I helped Shifty get onto the plane and then realized he was back in coach while I was in First Class.  I sent the flight attendant back to get him and said that I wanted to switch seats.  When Shifty came forward, I got up out of the seat and told him I wanted him to have it, that I'd take his in coach.

He said "No, son, you enjoy that seat.  Just knowing that there are still some who remember what we did and who still care is enough to make an old man very happy."  

His eyes were filling up as he said it. And mine are brimming up now as I write this.

Shifty died on JUNE l7 2009 after fighting cancer. There was no parade. No big event in  Staples Center .No wall-to-wall, back-to-back 24x7 news coverage. No weeping fans on television. And that's not right!

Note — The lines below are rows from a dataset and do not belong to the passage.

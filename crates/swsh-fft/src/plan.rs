use std::collections::HashMap;
use std::hash::Hash;
use std::sync::atomic::{AtomicU64, Ordering};
use std::sync::{Arc, Mutex, RwLock};

use rustfft::{Fft, FftPlanner};
use serde::{Deserialize, Serialize};

/// Admission mode controlling what enters a bounded cache.
#[derive(Debug, Clone, Copy, PartialEq, Eq, Hash, Default, Serialize, Deserialize)]
pub enum CacheAdmissionPolicy {
    /// Never retain entries; every lookup rebuilds.
    Disabled,
    /// Retain up to `capacity` entries, evicting the least recently used.
    #[default]
    Lru,
    /// Retain everything; `capacity` is ignored.
    AlwaysInsert,
}

/// Control-plane configuration for plan and table caches.
#[derive(Debug, Clone, Copy, PartialEq, Eq, Serialize, Deserialize)]
pub struct PlanCacheConfig {
    pub capacity: usize,
    pub admission_policy: CacheAdmissionPolicy,
}

impl Default for PlanCacheConfig {
    fn default() -> Self {
        Self {
            capacity: 64,
            admission_policy: CacheAdmissionPolicy::Lru,
        }
    }
}

impl PlanCacheConfig {
    #[must_use]
    pub fn with_capacity(mut self, capacity: usize) -> Self {
        self.capacity = capacity;
        self
    }

    #[must_use]
    pub fn with_admission_policy(mut self, admission_policy: CacheAdmissionPolicy) -> Self {
        self.admission_policy = admission_policy;
        self
    }
}

/// Counters reported by [`BoundedCache::stats`].
#[derive(Debug, Clone, Copy, PartialEq, Eq, Serialize, Deserialize)]
pub struct CacheStats {
    pub hits: u64,
    pub misses: u64,
    pub len: usize,
    pub capacity: usize,
}

struct CacheSlot<V: ?Sized> {
    value: Arc<V>,
    last_used: AtomicU64,
}

/// Read-mostly memo keyed by size parameters.
///
/// Values are immutable once inserted and handed out as `Arc`, so readers
/// never block each other. A poisoned lock degrades to uncached rebuilds.
pub struct BoundedCache<K, V: ?Sized> {
    config: PlanCacheConfig,
    entries: RwLock<HashMap<K, CacheSlot<V>>>,
    clock: AtomicU64,
    hits: AtomicU64,
    misses: AtomicU64,
}

impl<K, V> BoundedCache<K, V>
where
    K: Eq + Hash + Clone,
    V: ?Sized,
{
    #[must_use]
    pub fn new(config: PlanCacheConfig) -> Self {
        Self {
            config,
            entries: RwLock::new(HashMap::new()),
            clock: AtomicU64::new(1),
            hits: AtomicU64::new(0),
            misses: AtomicU64::new(0),
        }
    }

    #[must_use]
    pub const fn config(&self) -> &PlanCacheConfig {
        &self.config
    }

    /// Cached value for `key`, if present. Counts as a hit when found.
    #[must_use]
    pub fn lookup(&self, key: &K) -> Option<Arc<V>> {
        let tick = self.clock.fetch_add(1, Ordering::Relaxed);
        let found = self.entries.read().ok().and_then(|entries| {
            entries.get(key).map(|slot| {
                slot.last_used.store(tick, Ordering::Relaxed);
                Arc::clone(&slot.value)
            })
        });
        if found.is_some() {
            self.hits.fetch_add(1, Ordering::Relaxed);
        }
        found
    }

    /// Return the cached value for `key`, building and admitting it on a miss.
    ///
    /// The boolean is `true` on a cache hit.
    pub fn get_or_try_insert_with<E>(
        &self,
        key: K,
        build: impl FnOnce() -> Result<Arc<V>, E>,
    ) -> Result<(Arc<V>, bool), E> {
        if let Some(value) = self.lookup(&key) {
            return Ok((value, true));
        }
        self.misses.fetch_add(1, Ordering::Relaxed);
        let value = build()?;
        self.admit(key, Arc::clone(&value));
        Ok((value, false))
    }

    fn admit(&self, key: K, value: Arc<V>) {
        if self.config.admission_policy == CacheAdmissionPolicy::Disabled {
            return;
        }
        let Ok(mut entries) = self.entries.write() else {
            return;
        };
        if self.config.admission_policy == CacheAdmissionPolicy::Lru {
            if self.config.capacity == 0 {
                return;
            }
            while entries.len() >= self.config.capacity && !entries.contains_key(&key) {
                let oldest = entries
                    .iter()
                    .min_by_key(|(_, slot)| slot.last_used.load(Ordering::Relaxed))
                    .map(|(k, _)| k.clone());
                match oldest {
                    Some(oldest) => {
                        entries.remove(&oldest);
                    }
                    None => break,
                }
            }
        }
        let tick = self.clock.fetch_add(1, Ordering::Relaxed);
        entries.entry(key).or_insert(CacheSlot {
            value,
            last_used: AtomicU64::new(tick),
        });
    }

    #[must_use]
    pub fn len(&self) -> usize {
        self.entries.read().map_or(0, |entries| entries.len())
    }

    #[must_use]
    pub fn is_empty(&self) -> bool {
        self.len() == 0
    }

    #[must_use]
    pub fn contains(&self, key: &K) -> bool {
        self.entries
            .read()
            .is_ok_and(|entries| entries.contains_key(key))
    }

    pub fn clear(&self) {
        if let Ok(mut entries) = self.entries.write() {
            entries.clear();
        }
    }

    #[must_use]
    pub fn stats(&self) -> CacheStats {
        CacheStats {
            hits: self.hits.load(Ordering::Relaxed),
            misses: self.misses.load(Ordering::Relaxed),
            len: self.len(),
            capacity: self.config.capacity,
        }
    }
}

impl<K, V: ?Sized> std::fmt::Debug for BoundedCache<K, V> {
    fn fmt(&self, f: &mut std::fmt::Formatter<'_>) -> std::fmt::Result {
        f.debug_struct("BoundedCache")
            .field("config", &self.config)
            .field("hits", &self.hits.load(Ordering::Relaxed))
            .field("misses", &self.misses.load(Ordering::Relaxed))
            .finish_non_exhaustive()
    }
}

/// Stable cache key for FFT plans.
#[derive(Debug, Clone, Copy, PartialEq, Eq, Hash, Serialize, Deserialize)]
pub struct PlanKey {
    pub len: usize,
    pub inverse: bool,
}

impl PlanKey {
    #[must_use]
    pub const fn new(len: usize, inverse: bool) -> Self {
        Self { len, inverse }
    }
}

/// rustfft plans shared across transforms of the same length and direction.
pub struct FftPlanCache {
    planner: Mutex<FftPlanner<f64>>,
    plans: BoundedCache<PlanKey, dyn Fft<f64>>,
}

impl FftPlanCache {
    #[must_use]
    pub fn new(config: PlanCacheConfig) -> Self {
        Self {
            planner: Mutex::new(FftPlanner::new()),
            plans: BoundedCache::new(config),
        }
    }

    /// Plan for `key`, with a flag telling whether it came from the cache.
    pub fn plan(&self, key: PlanKey) -> (Arc<dyn Fft<f64>>, bool) {
        let built = self
            .plans
            .get_or_try_insert_with(key, || Ok::<_, std::convert::Infallible>(self.build(key)));
        match built {
            Ok(found) => found,
            Err(never) => match never {},
        }
    }

    fn build(&self, key: PlanKey) -> Arc<dyn Fft<f64>> {
        let plan_with = |planner: &mut FftPlanner<f64>| {
            if key.inverse {
                planner.plan_fft_inverse(key.len)
            } else {
                planner.plan_fft_forward(key.len)
            }
        };
        match self.planner.lock() {
            Ok(mut planner) => plan_with(&mut planner),
            Err(_) => plan_with(&mut FftPlanner::new()),
        }
    }

    #[must_use]
    pub fn stats(&self) -> CacheStats {
        self.plans.stats()
    }

    pub fn clear(&self) {
        self.plans.clear();
    }
}

impl Default for FftPlanCache {
    fn default() -> Self {
        Self::new(PlanCacheConfig::default())
    }
}

impl std::fmt::Debug for FftPlanCache {
    fn fmt(&self, f: &mut std::fmt::Formatter<'_>) -> std::fmt::Result {
        f.debug_struct("FftPlanCache")
            .field("plans", &self.plans)
            .finish_non_exhaustive()
    }
}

Let's give Shifty his own memorial service, online, in our own quiet way. Please forward this email to everyone you know.  Especially to the veterans.
 
Rest in peace, Shifty.

Chuck Yeager, Maj. General [ret.]


THE FOLLOWING ARTICLE WAS PUBLISHED JUNE 20, 2009 IN THE BRISTOL VA HERALD COURIER:


Darrell “Shifty” Powers, one of the soldiers depicted in “Band of Brothers,” passed away on Wednesday, June 17, 2009.

BY ROGER BROWN

“The world depended on them. They depended on each other.”

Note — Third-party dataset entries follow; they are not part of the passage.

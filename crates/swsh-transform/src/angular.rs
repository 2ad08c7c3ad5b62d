//! Two-stage angular DFT between extended maps and signed frequency matrices.

use std::f64::consts::PI;

use num_complex::Complex64;
use serde::{Deserialize, Serialize};
use swsh_fft::{FftEngine, frequency_bin, signed_frequency};

use crate::error::SphtResult;
use crate::extend::ExtendedMap;
use crate::grid::{EquiangularGrid, SphereMap};

/// Coefficients `I_{m,m′}` for signed `m, m′ ∈ [−lmax, lmax]`.
///
/// `m` is the longitude frequency (row), `m′` the extended-colatitude
/// frequency (column).
#[derive(Debug, Clone, PartialEq, Serialize, Deserialize)]
pub struct FrequencyMatrix {
    lmax: usize,
    data: Vec<Complex64>,
}

impl FrequencyMatrix {
    #[must_use]
    pub fn zeros(lmax: usize) -> Self {
        let width = 2 * lmax + 1;
        Self {
            lmax,
            data: vec![Complex64::new(0.0, 0.0); width * width],
        }
    }

    #[must_use]
    pub const fn lmax(&self) -> usize {
        self.lmax
    }

    #[must_use]
    pub const fn width(&self) -> usize {
        2 * self.lmax + 1
    }

    #[must_use]
    pub fn get(&self, m: i64, m_prime: i64) -> Option<Complex64> {
        self.offset(m, m_prime).map(|at| self.data[at])
    }

    /// Overwrites one coefficient; returns `false` when out of range.
    pub fn set(&mut self, m: i64, m_prime: i64, value: Complex64) -> bool {
        match self.offset(m, m_prime) {
            Some(at) => {
                self.data[at] = value;
                true
            }
            None => false,
        }
    }

    /// All `m′` coefficients for longitude frequency `m`, from `m′ = −lmax`.
    #[must_use]
    pub fn row(&self, m: i64) -> Option<&[Complex64]> {
        let lmax = self.lmax as i64;
        if m.abs() > lmax {
            return None;
        }
        let width = self.width();
        let start = (m + lmax) as usize * width;
        Some(&self.data[start..start + width])
    }

    pub(crate) fn row_mut(&mut self, m: i64) -> &mut [Complex64] {
        let width = self.width();
        let start = (m + self.lmax as i64) as usize * width;
        &mut self.data[start..start + width]
    }

    #[must_use]
    pub fn as_slice(&self) -> &[Complex64] {
        &self.data
    }

    fn offset(&self, m: i64, m_prime: i64) -> Option<usize> {
        let lmax = self.lmax as i64;
        if m.abs() > lmax || m_prime.abs() > lmax {
            return None;
        }
        Some((m + lmax) as usize * self.width() + (m_prime + lmax) as usize)
    }
}

/// Forward stage: normalized 2-D DFT of the extended map, truncated to `|m|, |m′| ≤ lmax`.
pub(crate) fn forward(
    engine: &FftEngine,
    ext: &ExtendedMap,
    lmax: usize,
) -> SphtResult<FrequencyMatrix> {
    let rows = ext.rows();
    let nphi = ext.nphi();
    let shape = (rows, nphi);
    let mut data = ext.as_slice().to_vec();

    engine.transform_rows_unscaled(&mut data, shape, false)?;
    if ext.convention().displaced(nphi) {
        let step = PI / nphi as f64;
        for row in data.chunks_mut(nphi).skip(ext.source_ntheta()) {
            for (bin, value) in row.iter_mut().enumerate() {
                *value *= Complex64::from_polar(1.0, signed_frequency(bin, nphi) as f64 * step);
            }
        }
    }
    engine.transform_columns_unscaled(&mut data, shape, false)?;

    let scale = 1.0 / (rows * nphi) as f64;
    let band = lmax as i64;
    let mut matrix = FrequencyMatrix::zeros(lmax);
    for (kbin, row) in data.chunks(nphi).enumerate() {
        let k = signed_frequency(kbin, rows);
        if k.abs() > band {
            continue;
        }
        for (mbin, &value) in row.iter().enumerate() {
            let m = signed_frequency(mbin, nphi);
            if m.abs() <= band {
                matrix.set(m, k, value * scale);
            }
        }
    }
    Ok(matrix)
}

/// Inverse stage: alias frequencies onto the extended grid, inverse DFT,
/// then keep the half-sphere rows.
pub(crate) fn inverse(
    engine: &FftEngine,
    matrix: &FrequencyMatrix,
    grid: EquiangularGrid,
) -> SphtResult<SphereMap> {
    let rows = grid.extended_rows();
    let nphi = grid.nphi();
    let band = matrix.lmax() as i64;
    let mut data = vec![Complex64::new(0.0, 0.0); rows * nphi];
    for m in -band..=band {
        let col = frequency_bin(m, nphi);
        let Some(coefficients) = matrix.row(m) else {
            continue;
        };
        for (k, &value) in (-band..=band).zip(coefficients) {
            data[frequency_bin(k, rows) * nphi + col] += value;
        }
    }
    engine.transform_2d_unscaled(&mut data, (rows, nphi), true)?;
    data.truncate(grid.len());
    SphereMap::new(grid, data)
}

#[cfg(test)]
mod tests {
    use num_complex::Complex64;
    use swsh_fft::FftEngine;

    use super::{FrequencyMatrix, forward, inverse};
    use crate::extend::{ExtensionConvention, extend_with};
    use crate::grid::{EquiangularGrid, SphereMap};

    #[test]
    fn signed_access_is_bounds_checked() {
        let mut matrix = FrequencyMatrix::zeros(2);
        assert_eq!(matrix.width(), 5);
        assert!(matrix.set(-2, 1, Complex64::new(3.0, 0.0)));
        assert!(!matrix.set(3, 0, Complex64::new(1.0, 0.0)));
        assert_eq!(matrix.get(-2, 1), Some(Complex64::new(3.0, 0.0)));
        assert_eq!(matrix.get(0, -3), None);
        assert_eq!(matrix.row(-2).map(|row| row[3]), Some(Complex64::new(3.0, 0.0)));
    }

    #[test]
    fn spin_consistent_tone_pair_lands_in_two_cells() {
        // 2i·sinθ·e^{2iφ} = e^{2iφ}(e^{iθ} − e^{−iθ}) extends periodically for s = 1
        let grid = EquiangularGrid::new(5, 7).expect("grid");
        let map = SphereMap::from_fn(grid, |theta, phi| {
            Complex64::new(0.0, 2.0 * theta.sin()) * Complex64::from_polar(1.0, 2.0 * phi)
        });
        let engine = FftEngine::default();
        let ext = extend_with(&engine, &map, 1, ExtensionConvention::Mw).expect("extend");
        let matrix = forward(&engine, &ext, 3).expect("forward");
        assert!((matrix.get(2, 1).expect("cell") - Complex64::new(1.0, 0.0)).norm() < 1e-13);
        assert!((matrix.get(2, -1).expect("cell") + Complex64::new(1.0, 0.0)).norm() < 1e-13);
        let energy: f64 = matrix.as_slice().iter().map(|v| v.norm_sqr()).sum();
        assert!((energy - 2.0).abs() < 1e-12);
    }

    #[test]
    fn inverse_evaluates_tones_at_grid_points() {
        let grid = EquiangularGrid::new(4, 5).expect("grid");
        let mut matrix = FrequencyMatrix::zeros(2);
        matrix.set(-1, 2, Complex64::new(0.0, 2.0));
        let map = inverse(&FftEngine::default(), &matrix, grid).expect("inverse");
        for i in 0..4 {
            for j in 0..5 {
                let expected =
                    Complex64::new(0.0, 2.0) * Complex64::from_polar(1.0, 2.0 * grid.theta(i) - grid.phi(j));
                assert!((map.get(i, j).expect("sample") - expected).norm() < 1e-13);
            }
        }
    }

    #[test]
    fn legacy_compensation_matches_mw_for_odd_nphi() {
        let grid = EquiangularGrid::new(6, 9).expect("grid");
        let map = SphereMap::from_fn(grid, |theta, phi| {
            Complex64::from_polar(theta.sin().powi(2), 3.0 * phi)
                + Complex64::new(theta.cos(), 0.5) * Complex64::from_polar(1.0, -phi)
        });
        let engine = FftEngine::default();
        let mw = extend_with(&engine, &map, 0, ExtensionConvention::Mw).expect("mw");
        let legacy = extend_with(&engine, &map, 0, ExtensionConvention::Legacy).expect("legacy");
        assert_ne!(mw.as_slice(), legacy.as_slice());
        let a = forward(&engine, &mw, 4).expect("forward mw");
        let b = forward(&engine, &legacy, 4).expect("forward legacy");
        let diff = a
            .as_slice()
            .iter()
            .zip(b.as_slice())
            .map(|(x, y)| (x - y).norm())
            .fold(0.0, f64::max);
        assert!(diff < 1e-13, "diff={diff}");
    }
}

That was the tagline for “Band of Brothers” – an award-winning 2001 HBO mini-series drama on the World War II experiences of Easy Company, a U.S. Army unit that fought bravely and fiercely across Europe.
But for Bristol’s Margo Johnson – daughter of Darrell “Shifty” Powers, one of the soldiers depicted in “Band of Brothers” – two more lines could be added to describe her heroic father: “The world truly admired Darrell Powers. I absolutely adored him.”

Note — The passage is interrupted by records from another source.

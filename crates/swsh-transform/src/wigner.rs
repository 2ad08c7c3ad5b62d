//! Reduced rotation-matrix elements at `β = π/2`.
//!
//! `Δ^l_{kn} = d^l_{kn}(π/2)` is generated by the three-term recursion in `l`
//! at fixed `(k, n)`, seeded in closed form at `l₀ = max(|k|, |n|)`. Seeds
//! shrink like `2^{−l₀}`, so each recursion carries a base-2 exponent until its
//! mantissa has grown back into the normal double range.

use std::f64::consts::LN_2;

use rayon::prelude::*;

use crate::error::{SphtError, SphtResult};

const RESCALE_BITS: i32 = 256;
const SCALED_SEED_EXPONENT: i32 = -600;

/// Table of `ln(i!)` for `i = 0..=n`.
#[derive(Debug, Clone, PartialEq)]
pub struct LogFactorials {
    table: Vec<f64>,
}

impl LogFactorials {
    #[must_use]
    pub fn new(n: usize) -> Self {
        let mut table = Vec::with_capacity(n + 1);
        let mut acc = 0.0_f64;
        table.push(acc);
        for i in 1..=n {
            acc += (i as f64).ln();
            table.push(acc);
        }
        Self { table }
    }

    /// Table sized for every seed up to degree `lmax`.
    #[must_use]
    pub fn for_lmax(lmax: usize) -> Self {
        Self::new(2 * lmax)
    }

    #[must_use]
    pub fn max_argument(&self) -> usize {
        self.table.len() - 1
    }

    #[must_use]
    pub fn ln_factorial(&self, i: usize) -> f64 {
        self.table[i]
    }
}

/// Closed-form `Δ^{l₀}_{kn}` at `l₀ = max(|k|, |n|)` as `(sign, ln|Δ|)`.
fn seed(k: i64, n: i64, lf: &LogFactorials) -> (f64, f64) {
    let (j, other, mut sign) = if k.abs() >= n.abs() {
        let j = k.abs();
        let positive = k < 0 || (j - n) % 2 == 0;
        (j, n, if positive { 1.0 } else { -1.0 })
    } else {
        let j = n.abs();
        let positive = n < 0 || (j - k) % 2 == 0;
        (j, k, if positive { 1.0 } else { -1.0 })
    };
    if k.abs() < n.abs() && (k - n) % 2 != 0 {
        sign = -sign;
    }
    let ln_magnitude = -(j as f64) * LN_2
        + 0.5
            * (lf.ln_factorial((2 * j) as usize)
                - lf.ln_factorial((j + other) as usize)
                - lf.ln_factorial((j - other) as usize));
    (sign, ln_magnitude)
}

/// `x · 2^e` without overflowing or flushing the intermediate power.
fn ldexp(x: f64, e: i32) -> f64 {
    let half = e / 2;
    x * 2.0_f64.powi(half) * 2.0_f64.powi(e - half)
}

/// Stateful `Δ^l_{kn}` generator advanced one degree at a time.
#[derive(Debug, Clone, PartialEq)]
pub struct DeltaRecursion {
    k: f64,
    n: f64,
    degree: usize,
    prev: f64,
    cur: f64,
    exponent: i32,
}

impl DeltaRecursion {
    /// Starts at degree `max(|k|, |n|)`; `lf` must cover twice that degree.
    #[must_use]
    pub fn new(k: i32, n: i32, lf: &LogFactorials) -> Self {
        let (k, n) = (i64::from(k), i64::from(n));
        let (sign, ln_magnitude) = seed(k, n, lf);
        let binary_exponent = (ln_magnitude / LN_2).floor();
        let (cur, exponent) = if binary_exponent < f64::from(SCALED_SEED_EXPONENT) {
            let e = binary_exponent as i32;
            (sign * (ln_magnitude - f64::from(e) * LN_2).exp(), e)
        } else {
            (sign * ln_magnitude.exp(), 0)
        };
        Self {
            k: k as f64,
            n: n as f64,
            degree: k.abs().max(n.abs()) as usize,
            prev: 0.0,
            cur,
            exponent,
        }
    }

    /// Degree of the current value.
    #[must_use]
    pub const fn degree(&self) -> usize {
        self.degree
    }

    /// `Δ^{degree}_{kn}`; values below the double range read as zero.
    #[must_use]
    pub fn value(&self) -> f64 {
        if self.exponent == 0 {
            self.cur
        } else {
            ldexp(self.cur, self.exponent)
        }
    }

    /// Step to the next degree.
    pub fn advance(&mut self) -> SphtResult<()> {
        let l = self.degree as f64;
        let next = if self.degree == 0 {
            // only reachable for k = n = 0, where Δ¹₀₀ = cos(π/2)
            0.0
        } else {
            let (k, n) = (self.k, self.n);
            let up = l * (((l + 1.0).powi(2) - k * k) * ((l + 1.0).powi(2) - n * n)).sqrt();
            let mid = -(2.0 * l + 1.0) * k * n;
            let down = (l + 1.0) * ((l * l - k * k) * (l * l - n * n)).sqrt();
            (mid * self.cur - down * self.prev) / up
        };
        self.prev = self.cur;
        self.cur = next;
        self.degree += 1;

        if !self.cur.is_finite() {
            return Err(SphtError::NumericalInstability {
                degree: self.degree,
                detail: format!(
                    "rotation recursion for (k={}, n={}) produced {}",
                    self.k, self.n, self.cur
                ),
            });
        }
        if self.exponent < 0 && self.cur.abs() > 2.0_f64.powi(RESCALE_BITS) {
            let shift = RESCALE_BITS.min(-self.exponent);
            let factor = 2.0_f64.powi(-shift);
            self.prev *= factor;
            self.cur *= factor;
            self.exponent += shift;
        }
        Ok(())
    }

    /// Advance until the current degree is at least `degree`.
    pub fn advance_to(&mut self, degree: usize) -> SphtResult<()> {
        while self.degree < degree {
            self.advance()?;
        }
        Ok(())
    }
}

/// Single element `Δ^l_{kn}`, zero when `l < max(|k|, |n|)`.
pub fn delta(l: usize, k: i32, n: i32) -> SphtResult<f64> {
    let start = k.unsigned_abs().max(n.unsigned_abs()) as usize;
    if l < start {
        return Ok(0.0);
    }
    let lf = LogFactorials::new(2 * start);
    let mut rec = DeltaRecursion::new(k, n, &lf);
    rec.advance_to(l)?;
    Ok(rec.value())
}

/// Per-call arena of the spin columns `Δ^l_{k,−s}` for `k = 0..=lmax`.
#[derive(Debug, Clone, PartialEq)]
pub struct SpinColumns {
    spin: i32,
    lmax: usize,
    starts: Vec<usize>,
    columns: Vec<Vec<f64>>,
}

impl SpinColumns {
    pub fn new(spin: i32, lmax: usize, lf: &LogFactorials) -> SphtResult<Self> {
        let built = (0..=lmax)
            .into_par_iter()
            .map(|k| {
                let mut rec = DeltaRecursion::new(k as i32, -spin, lf);
                let start = rec.degree();
                let mut column = Vec::with_capacity((lmax + 1).saturating_sub(start));
                if start <= lmax {
                    column.push(rec.value());
                    for _ in start..lmax {
                        rec.advance()?;
                        column.push(rec.value());
                    }
                }
                Ok((start, column))
            })
            .collect::<SphtResult<Vec<_>>>()?;
        let (starts, columns) = built.into_iter().unzip();
        Ok(Self {
            spin,
            lmax,
            starts,
            columns,
        })
    }

    #[must_use]
    pub const fn spin(&self) -> i32 {
        self.spin
    }

    #[must_use]
    pub const fn lmax(&self) -> usize {
        self.lmax
    }

    /// First degree with a stored value for row `k`.
    #[must_use]
    pub fn start(&self, k: usize) -> usize {
        self.starts[k]
    }

    /// `Δ^l_{k,−s}`, zero outside the stored range.
    #[must_use]
    pub fn get(&self, k: usize, l: usize) -> f64 {
        let start = self.starts[k];
        if l < start {
            return 0.0;
        }
        self.columns[k].get(l - start).copied().unwrap_or(0.0)
    }
}
/// Signed frequency of DFT bin `bin` for a length-`n` transform.
///
/// Bins below `ceil(n/2)` are non-negative; the rest wrap to negative
/// frequencies, so the Nyquist bin of an even length is reported as `-n/2`.
#[must_use]
pub fn signed_frequency(bin: usize, n: usize) -> i64 {
    if bin < n.div_ceil(2) {
        bin as i64
    } else {
        bin as i64 - n as i64
    }
}

/// DFT bin holding signed frequency `freq` for a length-`n` transform.
///
/// Frequencies outside the resolvable range alias modulo `n`.
#[must_use]
pub fn frequency_bin(freq: i64, n: usize) -> usize {
    debug_assert!(n > 0);
    freq.rem_euclid(n as i64) as usize
}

“I loved everything about my daddy,” Johnson said. “He never bragged about what he did in the war. And for a lot of years, he never even talked much about what he did – unless someone asked him about it.
“But he truly was a hero to me,” Johnson said. “Just like he’d been to the people who know him as a soldier in a [mini-series].”

Powers, a Dickenson County native, died earlier this week at age 86 following a battle with cancer. His funeral service will be held today in Clintwood.

“He was a brave man, even to the end of his life,” Johnson said of her father. “He’s helping me be brave now, too.”

Bravery – and dignity – was a constant, running thread in the life of “Shifty” Powers, both during and after his life as an Army sharpshooter in the actual “Band of Brothers.”

During the war, he fought brutal battles against the German army across France and Belgium.

After the war, Powers served as an eloquent representative for the men he fought with: At one point during the “Band of Brothers” mini-series, he appeared on camera to talk in moving, humane fashion about his grim but necessary task during the war – killing the enemy.

And, too, Powers served as a loyal, steadfast representative for the country he fought for: from graciously meeting with a former enemy German soldier to eagerly accepting any chance to speak with modern-day members of the U.S. military.

Ivan Schwarz, a producer on the “Band of Brothers” HBO series, remembers Powers as a “kind, generous soul with a great sense of humor.”

“Shifty was an incredibly humble human being,” said Schwarz, now executive director of the Greater Cleveland Film Commission in Cleveland, Ohio.

 “He was like most of the other [Easy Company] soldiers we met for the series. They were good guys who were kind of shocked that, 50 years later, people were making a big deal over them for just doing their duty.
“That’s exactly how [Powers] was, too,” Schwarz said.